Top of INFORMATION SUPPLIED

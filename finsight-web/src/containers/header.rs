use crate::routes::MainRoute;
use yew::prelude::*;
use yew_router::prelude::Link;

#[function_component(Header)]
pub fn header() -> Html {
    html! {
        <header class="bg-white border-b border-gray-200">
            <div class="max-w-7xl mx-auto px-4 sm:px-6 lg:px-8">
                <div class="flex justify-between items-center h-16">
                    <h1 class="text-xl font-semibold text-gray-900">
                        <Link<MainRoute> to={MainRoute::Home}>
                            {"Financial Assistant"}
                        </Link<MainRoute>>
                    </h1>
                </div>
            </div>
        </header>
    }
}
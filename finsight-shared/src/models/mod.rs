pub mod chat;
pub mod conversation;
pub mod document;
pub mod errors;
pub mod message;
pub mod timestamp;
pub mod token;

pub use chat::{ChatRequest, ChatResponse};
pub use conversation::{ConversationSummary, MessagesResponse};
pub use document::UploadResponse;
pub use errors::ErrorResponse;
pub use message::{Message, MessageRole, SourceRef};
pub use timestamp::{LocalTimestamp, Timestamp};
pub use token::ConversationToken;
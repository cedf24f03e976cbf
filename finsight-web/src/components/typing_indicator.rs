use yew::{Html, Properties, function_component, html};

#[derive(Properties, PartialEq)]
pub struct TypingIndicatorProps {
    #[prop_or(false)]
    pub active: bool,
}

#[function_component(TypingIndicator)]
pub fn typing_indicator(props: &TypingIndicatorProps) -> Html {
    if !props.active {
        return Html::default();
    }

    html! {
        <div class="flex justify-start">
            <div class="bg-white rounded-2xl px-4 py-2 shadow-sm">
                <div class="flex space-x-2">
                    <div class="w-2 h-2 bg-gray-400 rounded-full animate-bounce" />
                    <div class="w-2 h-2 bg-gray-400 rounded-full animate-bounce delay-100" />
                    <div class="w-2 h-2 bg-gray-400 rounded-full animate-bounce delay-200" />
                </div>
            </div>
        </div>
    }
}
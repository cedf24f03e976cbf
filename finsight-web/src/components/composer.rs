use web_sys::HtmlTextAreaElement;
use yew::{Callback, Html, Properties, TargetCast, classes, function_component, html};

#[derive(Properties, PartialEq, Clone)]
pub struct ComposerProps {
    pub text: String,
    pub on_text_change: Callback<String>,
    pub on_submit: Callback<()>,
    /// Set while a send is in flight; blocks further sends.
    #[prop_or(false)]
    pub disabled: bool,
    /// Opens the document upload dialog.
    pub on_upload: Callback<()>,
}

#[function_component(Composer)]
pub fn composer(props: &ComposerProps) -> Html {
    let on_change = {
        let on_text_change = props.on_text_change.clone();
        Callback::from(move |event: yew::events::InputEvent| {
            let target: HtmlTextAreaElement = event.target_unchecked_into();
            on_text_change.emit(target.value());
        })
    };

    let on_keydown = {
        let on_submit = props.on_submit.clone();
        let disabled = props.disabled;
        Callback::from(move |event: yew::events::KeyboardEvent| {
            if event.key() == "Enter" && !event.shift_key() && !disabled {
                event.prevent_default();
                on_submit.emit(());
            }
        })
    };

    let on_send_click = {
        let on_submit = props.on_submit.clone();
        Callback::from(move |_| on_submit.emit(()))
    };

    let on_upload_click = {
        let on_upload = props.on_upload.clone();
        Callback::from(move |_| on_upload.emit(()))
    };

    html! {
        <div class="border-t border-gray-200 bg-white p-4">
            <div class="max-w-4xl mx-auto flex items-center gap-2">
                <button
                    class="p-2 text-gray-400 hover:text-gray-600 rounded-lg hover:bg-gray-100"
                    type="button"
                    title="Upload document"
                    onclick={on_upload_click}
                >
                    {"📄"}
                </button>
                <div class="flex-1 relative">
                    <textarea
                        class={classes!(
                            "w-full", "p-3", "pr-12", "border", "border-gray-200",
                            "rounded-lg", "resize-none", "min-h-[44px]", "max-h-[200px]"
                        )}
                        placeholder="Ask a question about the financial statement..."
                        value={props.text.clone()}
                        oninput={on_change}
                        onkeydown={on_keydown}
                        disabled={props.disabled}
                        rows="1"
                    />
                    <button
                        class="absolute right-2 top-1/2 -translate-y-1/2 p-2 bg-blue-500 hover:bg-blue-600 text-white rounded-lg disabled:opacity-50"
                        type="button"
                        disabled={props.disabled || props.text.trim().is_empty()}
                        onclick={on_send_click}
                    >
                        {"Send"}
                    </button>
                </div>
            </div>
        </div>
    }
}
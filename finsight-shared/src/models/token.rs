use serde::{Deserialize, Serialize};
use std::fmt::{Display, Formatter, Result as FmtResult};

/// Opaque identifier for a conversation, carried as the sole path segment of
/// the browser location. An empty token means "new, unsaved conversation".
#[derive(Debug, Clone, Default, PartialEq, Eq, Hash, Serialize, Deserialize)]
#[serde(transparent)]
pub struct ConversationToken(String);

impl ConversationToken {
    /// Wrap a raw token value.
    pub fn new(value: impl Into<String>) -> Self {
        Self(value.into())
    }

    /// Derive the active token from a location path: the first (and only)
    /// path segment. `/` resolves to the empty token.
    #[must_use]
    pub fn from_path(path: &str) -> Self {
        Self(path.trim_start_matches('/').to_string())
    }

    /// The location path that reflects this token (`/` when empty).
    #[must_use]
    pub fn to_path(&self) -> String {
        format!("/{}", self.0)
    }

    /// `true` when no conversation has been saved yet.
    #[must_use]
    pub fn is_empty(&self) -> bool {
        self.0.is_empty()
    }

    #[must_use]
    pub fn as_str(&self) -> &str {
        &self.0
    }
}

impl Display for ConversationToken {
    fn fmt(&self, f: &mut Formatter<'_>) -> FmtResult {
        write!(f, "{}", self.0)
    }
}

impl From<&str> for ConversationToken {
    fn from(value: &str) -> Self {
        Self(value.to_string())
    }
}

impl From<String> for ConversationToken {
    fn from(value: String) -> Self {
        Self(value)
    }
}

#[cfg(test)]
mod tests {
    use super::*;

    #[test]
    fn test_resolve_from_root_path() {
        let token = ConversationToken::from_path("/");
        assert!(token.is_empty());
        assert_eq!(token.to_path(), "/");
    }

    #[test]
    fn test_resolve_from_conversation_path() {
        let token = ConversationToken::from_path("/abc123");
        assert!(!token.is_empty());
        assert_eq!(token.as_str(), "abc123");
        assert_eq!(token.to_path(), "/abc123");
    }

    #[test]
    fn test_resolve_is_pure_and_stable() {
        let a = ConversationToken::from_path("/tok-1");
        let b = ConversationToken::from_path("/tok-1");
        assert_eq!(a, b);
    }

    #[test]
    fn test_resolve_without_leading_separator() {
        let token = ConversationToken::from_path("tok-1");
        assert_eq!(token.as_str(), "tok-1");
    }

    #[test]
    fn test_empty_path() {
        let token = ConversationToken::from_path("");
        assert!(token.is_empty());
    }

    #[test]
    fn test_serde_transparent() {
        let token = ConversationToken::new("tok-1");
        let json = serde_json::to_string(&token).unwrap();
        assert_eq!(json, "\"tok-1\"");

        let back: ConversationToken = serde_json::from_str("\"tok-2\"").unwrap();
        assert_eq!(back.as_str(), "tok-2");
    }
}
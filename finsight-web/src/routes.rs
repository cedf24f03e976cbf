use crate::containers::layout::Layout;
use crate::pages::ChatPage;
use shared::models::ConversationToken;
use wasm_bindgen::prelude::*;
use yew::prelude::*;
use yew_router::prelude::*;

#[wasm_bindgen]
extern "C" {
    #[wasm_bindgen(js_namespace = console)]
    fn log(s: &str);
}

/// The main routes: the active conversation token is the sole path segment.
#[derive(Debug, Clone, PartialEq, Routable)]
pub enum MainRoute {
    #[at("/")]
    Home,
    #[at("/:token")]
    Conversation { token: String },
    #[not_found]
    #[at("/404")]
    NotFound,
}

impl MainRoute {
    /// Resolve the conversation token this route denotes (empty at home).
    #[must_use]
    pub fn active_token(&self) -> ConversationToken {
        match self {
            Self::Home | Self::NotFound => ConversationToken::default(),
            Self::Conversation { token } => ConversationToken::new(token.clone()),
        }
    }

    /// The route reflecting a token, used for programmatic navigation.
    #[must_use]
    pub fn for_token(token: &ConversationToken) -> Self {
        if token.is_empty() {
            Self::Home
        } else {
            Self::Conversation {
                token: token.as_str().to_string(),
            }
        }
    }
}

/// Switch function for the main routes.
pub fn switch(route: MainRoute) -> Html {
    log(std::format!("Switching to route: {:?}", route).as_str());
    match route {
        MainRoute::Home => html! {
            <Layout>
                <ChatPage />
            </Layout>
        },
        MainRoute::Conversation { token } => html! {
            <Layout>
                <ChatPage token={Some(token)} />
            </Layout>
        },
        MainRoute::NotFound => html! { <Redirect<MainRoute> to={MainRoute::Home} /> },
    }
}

Bottom of INFORMATION SUPPLIED

> WHAT THE TASK ASKS
Out of the records above, pick each line that contains the string "unwrap".

> SOLUTION FOR THIS EXERCISE
        let json = serde_json::to_string(&token).unwrap();
        let back: ConversationToken = serde_json::from_str("\"tok-2\"").unwrap();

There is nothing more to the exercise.